[Task instructions]: Lines that include the string "adapter" are the ones to copy from the entries below.

BEGIN Exercise inputs

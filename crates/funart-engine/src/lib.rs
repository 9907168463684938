pub mod adapter;
pub mod config;
pub mod dispatch;
pub mod dryrun;
pub mod error;
pub mod materialize;
pub mod normalize;
pub mod payload;
pub mod transport;
pub mod validate;

#[cfg(test)]
mod testing;

pub use adapter::{GeneratedMedia, GenerationAdapter, GenerationOutput};
pub use config::{ApiConfig, BatchPolicy};
pub use dispatch::{CancelToken, Clock, ManualClock, PollState, SystemClock, TaskPoller};
pub use dryrun::DryrunTransport;
pub use error::{ApiStage, ErrorKind, GenerationError, Result};
pub use transport::{ApiCall, ApiResponse, HttpTransport, Transport};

END Exercise inputs

[Response to the exercise]:
pub mod adapter;
pub use adapter::{GeneratedMedia, GenerationAdapter, GenerationOutput};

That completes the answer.